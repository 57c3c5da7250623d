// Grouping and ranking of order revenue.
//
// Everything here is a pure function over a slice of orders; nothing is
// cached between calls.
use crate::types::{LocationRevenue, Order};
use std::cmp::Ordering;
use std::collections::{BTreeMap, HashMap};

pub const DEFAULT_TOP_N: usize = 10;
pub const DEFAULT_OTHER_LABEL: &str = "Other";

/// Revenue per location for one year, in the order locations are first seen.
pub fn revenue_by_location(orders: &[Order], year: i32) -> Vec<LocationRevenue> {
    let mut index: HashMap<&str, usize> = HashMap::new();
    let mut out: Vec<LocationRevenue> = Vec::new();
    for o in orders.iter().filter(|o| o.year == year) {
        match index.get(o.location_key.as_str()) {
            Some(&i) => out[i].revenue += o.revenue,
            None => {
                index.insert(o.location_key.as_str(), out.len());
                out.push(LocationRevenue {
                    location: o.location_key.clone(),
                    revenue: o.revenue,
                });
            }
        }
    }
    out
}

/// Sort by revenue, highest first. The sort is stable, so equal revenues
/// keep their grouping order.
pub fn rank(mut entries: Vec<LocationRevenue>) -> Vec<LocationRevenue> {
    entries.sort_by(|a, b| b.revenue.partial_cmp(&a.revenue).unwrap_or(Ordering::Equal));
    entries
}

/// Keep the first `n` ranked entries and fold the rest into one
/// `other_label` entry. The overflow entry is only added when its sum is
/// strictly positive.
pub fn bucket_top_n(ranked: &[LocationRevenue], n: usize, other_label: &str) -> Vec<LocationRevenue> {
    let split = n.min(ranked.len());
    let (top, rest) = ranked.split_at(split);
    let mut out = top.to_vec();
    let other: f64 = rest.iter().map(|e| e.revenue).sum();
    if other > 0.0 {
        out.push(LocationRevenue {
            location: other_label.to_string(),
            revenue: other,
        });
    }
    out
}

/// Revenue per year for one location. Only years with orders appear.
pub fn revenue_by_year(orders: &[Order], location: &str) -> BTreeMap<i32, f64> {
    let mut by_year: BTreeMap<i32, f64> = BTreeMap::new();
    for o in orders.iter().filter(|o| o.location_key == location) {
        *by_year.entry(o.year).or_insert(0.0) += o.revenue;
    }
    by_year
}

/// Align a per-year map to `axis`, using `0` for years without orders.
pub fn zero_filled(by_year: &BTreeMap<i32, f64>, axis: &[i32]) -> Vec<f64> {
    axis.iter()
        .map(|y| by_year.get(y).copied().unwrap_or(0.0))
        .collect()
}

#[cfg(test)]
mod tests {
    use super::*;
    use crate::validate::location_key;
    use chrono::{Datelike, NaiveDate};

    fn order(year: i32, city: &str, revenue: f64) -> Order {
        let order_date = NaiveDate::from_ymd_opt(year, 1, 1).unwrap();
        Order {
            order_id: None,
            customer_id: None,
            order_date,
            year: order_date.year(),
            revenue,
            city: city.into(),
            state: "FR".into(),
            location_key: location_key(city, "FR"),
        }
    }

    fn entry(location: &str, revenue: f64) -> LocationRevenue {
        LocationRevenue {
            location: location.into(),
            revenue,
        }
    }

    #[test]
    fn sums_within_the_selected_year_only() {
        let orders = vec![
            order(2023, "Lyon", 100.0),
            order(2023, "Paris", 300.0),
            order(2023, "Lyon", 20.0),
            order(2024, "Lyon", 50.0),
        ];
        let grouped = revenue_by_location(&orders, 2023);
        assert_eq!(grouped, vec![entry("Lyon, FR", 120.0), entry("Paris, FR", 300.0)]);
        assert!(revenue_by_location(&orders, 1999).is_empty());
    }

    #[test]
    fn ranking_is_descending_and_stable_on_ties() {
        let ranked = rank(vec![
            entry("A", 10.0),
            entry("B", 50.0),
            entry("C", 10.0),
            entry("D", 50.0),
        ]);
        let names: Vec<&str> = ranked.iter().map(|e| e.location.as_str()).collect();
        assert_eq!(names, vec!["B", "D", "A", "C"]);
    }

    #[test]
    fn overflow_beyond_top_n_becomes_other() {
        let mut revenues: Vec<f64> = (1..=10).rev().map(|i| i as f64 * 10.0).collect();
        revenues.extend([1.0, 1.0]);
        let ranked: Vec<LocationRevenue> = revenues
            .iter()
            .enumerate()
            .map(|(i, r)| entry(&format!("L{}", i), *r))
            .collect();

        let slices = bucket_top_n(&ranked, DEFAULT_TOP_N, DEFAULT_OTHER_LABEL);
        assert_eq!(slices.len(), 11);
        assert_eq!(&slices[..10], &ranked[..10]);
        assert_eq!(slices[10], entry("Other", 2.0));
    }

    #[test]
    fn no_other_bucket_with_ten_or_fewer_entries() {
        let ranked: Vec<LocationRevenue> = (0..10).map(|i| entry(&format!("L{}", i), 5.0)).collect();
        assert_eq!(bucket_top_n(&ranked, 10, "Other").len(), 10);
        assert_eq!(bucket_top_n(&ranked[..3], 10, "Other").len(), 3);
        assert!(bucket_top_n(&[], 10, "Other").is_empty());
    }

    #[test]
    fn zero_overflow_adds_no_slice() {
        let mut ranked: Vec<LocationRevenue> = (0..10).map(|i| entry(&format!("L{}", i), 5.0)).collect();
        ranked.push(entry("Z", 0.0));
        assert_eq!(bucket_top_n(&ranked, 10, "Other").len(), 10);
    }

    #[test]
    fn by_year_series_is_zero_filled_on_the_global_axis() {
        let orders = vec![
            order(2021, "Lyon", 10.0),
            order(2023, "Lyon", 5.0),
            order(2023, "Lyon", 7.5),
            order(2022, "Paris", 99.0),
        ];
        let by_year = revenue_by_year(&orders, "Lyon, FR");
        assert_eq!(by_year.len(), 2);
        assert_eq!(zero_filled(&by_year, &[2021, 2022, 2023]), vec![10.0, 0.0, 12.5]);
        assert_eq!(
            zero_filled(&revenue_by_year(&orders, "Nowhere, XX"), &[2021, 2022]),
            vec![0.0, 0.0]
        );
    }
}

━━━━━━━━━━━━━━━━━━━━━━━━━━━━━━

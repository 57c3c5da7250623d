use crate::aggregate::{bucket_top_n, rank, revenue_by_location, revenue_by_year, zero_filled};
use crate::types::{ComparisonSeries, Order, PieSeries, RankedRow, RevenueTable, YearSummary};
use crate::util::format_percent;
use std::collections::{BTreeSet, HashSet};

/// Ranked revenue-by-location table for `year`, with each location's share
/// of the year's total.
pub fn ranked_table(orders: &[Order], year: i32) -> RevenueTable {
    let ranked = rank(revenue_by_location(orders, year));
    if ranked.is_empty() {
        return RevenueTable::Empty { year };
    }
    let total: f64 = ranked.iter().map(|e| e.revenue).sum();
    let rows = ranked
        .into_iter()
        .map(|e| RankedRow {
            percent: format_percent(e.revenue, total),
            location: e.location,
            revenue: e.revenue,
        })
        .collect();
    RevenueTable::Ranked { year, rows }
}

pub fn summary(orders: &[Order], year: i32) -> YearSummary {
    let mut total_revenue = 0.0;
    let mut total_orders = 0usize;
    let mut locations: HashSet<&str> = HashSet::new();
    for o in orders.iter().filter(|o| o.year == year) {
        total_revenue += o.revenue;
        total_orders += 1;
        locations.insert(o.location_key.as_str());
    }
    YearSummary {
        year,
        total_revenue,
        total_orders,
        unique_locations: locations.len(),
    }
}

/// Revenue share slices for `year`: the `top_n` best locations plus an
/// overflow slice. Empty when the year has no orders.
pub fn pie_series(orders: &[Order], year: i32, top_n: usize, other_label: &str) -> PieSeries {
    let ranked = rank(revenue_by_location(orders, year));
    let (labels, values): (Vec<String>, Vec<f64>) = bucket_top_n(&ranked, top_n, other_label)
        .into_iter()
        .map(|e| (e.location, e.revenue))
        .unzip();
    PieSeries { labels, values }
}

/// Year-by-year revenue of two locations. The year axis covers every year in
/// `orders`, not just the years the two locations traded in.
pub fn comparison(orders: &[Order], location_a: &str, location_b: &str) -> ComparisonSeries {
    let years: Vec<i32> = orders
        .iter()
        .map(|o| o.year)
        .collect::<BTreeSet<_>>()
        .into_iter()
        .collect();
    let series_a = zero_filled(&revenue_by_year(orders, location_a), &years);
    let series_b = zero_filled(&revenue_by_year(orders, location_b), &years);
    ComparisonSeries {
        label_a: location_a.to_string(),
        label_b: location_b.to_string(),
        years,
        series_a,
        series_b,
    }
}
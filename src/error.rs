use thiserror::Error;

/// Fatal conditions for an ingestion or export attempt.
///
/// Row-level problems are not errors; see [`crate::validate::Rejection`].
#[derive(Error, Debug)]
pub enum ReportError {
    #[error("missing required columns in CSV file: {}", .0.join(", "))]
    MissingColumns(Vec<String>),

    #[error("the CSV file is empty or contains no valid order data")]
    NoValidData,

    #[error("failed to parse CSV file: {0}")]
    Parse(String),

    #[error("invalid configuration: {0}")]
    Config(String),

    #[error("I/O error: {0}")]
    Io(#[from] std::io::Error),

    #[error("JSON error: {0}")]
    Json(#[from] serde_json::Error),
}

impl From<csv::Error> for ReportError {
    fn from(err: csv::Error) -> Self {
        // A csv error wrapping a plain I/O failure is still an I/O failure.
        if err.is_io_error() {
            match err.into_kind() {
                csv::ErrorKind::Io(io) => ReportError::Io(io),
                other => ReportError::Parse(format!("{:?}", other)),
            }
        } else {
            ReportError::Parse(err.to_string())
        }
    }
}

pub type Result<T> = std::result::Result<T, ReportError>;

━━━━━━━━━━━━━━━━━━━━━━━━━━━━━━

Wherever a line above contains "types", copy that line.

PROBLEM SOLUTION:
use crate::types::{LocationRevenue, Order};
use crate::types::{ComparisonSeries, Order, PieSeries, RankedRow, RevenueTable, YearSummary};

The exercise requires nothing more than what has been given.